For the string "filename", state the number of lines in the data that contain it, and nothing else.
##### Raw data #####
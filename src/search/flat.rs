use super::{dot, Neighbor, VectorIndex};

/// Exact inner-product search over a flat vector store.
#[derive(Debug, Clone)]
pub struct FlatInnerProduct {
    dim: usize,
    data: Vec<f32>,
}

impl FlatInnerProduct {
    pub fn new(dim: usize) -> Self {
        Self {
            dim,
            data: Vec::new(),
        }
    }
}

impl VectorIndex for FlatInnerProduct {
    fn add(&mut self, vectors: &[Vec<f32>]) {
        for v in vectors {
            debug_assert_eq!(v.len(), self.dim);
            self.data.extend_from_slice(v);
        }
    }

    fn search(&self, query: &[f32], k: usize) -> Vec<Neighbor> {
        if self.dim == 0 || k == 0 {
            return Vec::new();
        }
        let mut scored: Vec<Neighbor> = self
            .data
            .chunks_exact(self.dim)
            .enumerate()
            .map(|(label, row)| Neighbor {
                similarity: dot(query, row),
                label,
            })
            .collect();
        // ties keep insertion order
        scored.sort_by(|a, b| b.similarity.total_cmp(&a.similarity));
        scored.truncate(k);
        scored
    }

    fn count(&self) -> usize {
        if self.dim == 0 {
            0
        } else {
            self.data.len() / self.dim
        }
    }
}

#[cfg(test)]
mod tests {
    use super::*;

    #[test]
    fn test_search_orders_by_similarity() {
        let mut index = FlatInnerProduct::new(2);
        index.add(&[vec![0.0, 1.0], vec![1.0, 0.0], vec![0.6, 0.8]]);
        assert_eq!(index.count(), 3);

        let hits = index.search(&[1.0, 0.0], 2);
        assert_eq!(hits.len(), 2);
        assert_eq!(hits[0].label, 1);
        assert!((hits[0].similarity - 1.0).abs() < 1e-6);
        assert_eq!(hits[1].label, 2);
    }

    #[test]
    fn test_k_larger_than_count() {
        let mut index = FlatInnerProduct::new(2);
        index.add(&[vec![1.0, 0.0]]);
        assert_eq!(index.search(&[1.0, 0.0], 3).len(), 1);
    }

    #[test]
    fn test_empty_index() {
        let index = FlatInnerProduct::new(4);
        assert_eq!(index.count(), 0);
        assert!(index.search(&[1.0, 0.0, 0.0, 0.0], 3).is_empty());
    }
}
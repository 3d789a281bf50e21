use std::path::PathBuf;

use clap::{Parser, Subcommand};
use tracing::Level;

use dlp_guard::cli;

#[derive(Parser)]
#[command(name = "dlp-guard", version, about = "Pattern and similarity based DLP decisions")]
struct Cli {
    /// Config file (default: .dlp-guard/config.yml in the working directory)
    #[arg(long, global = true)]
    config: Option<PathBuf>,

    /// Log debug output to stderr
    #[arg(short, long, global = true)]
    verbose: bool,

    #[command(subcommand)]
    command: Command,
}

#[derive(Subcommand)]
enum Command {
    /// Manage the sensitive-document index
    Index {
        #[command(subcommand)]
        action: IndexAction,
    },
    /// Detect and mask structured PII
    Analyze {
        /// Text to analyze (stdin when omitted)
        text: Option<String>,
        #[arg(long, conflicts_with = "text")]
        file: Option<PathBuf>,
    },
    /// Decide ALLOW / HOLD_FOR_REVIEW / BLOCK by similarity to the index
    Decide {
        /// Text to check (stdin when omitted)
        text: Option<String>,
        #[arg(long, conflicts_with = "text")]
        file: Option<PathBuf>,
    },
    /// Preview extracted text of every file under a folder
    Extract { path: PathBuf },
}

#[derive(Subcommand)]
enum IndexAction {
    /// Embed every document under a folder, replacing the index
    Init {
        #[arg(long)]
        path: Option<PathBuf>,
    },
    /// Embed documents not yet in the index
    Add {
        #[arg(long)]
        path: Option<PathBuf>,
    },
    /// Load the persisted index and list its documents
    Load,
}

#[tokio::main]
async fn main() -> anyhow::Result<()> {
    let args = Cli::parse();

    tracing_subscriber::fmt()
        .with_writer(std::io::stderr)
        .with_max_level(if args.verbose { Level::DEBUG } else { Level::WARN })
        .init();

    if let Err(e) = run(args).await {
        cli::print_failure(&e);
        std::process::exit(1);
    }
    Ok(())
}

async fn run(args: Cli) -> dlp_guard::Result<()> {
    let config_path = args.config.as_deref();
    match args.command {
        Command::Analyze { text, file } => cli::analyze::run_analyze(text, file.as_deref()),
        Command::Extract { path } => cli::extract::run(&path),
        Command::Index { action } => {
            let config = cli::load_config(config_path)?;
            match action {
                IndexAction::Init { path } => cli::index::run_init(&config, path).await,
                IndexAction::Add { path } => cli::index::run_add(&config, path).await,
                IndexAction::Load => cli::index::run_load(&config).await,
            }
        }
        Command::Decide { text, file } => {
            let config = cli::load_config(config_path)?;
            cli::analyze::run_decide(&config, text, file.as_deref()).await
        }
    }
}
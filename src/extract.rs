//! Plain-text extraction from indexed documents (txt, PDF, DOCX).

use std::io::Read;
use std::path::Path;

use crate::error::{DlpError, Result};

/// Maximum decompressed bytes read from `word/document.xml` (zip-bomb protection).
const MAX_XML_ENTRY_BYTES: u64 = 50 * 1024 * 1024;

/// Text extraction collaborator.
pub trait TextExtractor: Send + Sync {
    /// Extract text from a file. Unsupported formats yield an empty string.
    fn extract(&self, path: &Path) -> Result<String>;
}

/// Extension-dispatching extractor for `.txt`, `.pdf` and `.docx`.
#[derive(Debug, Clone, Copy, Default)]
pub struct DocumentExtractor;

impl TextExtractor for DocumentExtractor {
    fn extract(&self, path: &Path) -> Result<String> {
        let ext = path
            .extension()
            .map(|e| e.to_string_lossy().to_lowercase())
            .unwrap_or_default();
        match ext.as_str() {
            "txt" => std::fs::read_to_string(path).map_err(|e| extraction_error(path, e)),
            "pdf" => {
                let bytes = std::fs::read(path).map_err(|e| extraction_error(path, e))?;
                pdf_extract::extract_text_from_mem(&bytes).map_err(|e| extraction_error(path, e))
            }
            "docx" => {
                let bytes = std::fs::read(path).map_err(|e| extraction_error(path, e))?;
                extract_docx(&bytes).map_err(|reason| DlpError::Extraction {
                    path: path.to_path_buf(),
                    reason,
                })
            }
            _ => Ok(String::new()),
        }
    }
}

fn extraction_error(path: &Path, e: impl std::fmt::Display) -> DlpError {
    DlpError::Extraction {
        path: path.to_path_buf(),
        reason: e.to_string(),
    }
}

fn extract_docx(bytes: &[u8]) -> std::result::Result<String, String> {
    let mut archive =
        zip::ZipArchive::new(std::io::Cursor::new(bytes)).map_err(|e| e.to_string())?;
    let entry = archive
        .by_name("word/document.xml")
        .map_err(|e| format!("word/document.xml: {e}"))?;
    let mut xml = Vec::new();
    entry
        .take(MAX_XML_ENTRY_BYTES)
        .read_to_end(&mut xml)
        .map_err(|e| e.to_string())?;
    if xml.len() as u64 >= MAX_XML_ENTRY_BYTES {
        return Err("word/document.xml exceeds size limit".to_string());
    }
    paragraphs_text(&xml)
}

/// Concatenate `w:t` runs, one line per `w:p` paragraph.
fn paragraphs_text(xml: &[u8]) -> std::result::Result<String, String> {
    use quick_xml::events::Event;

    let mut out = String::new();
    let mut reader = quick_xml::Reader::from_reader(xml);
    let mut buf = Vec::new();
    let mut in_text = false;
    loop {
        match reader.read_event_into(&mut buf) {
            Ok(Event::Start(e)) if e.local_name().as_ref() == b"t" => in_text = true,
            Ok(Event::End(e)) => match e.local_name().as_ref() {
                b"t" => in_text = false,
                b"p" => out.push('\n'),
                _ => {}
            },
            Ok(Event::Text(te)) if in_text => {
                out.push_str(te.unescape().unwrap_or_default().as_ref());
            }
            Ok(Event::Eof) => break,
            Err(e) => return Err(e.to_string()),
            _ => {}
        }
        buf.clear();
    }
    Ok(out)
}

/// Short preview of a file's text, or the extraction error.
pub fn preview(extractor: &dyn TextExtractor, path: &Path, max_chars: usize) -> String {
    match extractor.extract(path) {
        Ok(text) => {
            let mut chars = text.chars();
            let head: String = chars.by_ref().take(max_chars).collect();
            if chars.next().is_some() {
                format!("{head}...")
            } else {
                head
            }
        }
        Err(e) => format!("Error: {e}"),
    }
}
#####
▶ Response to the task
2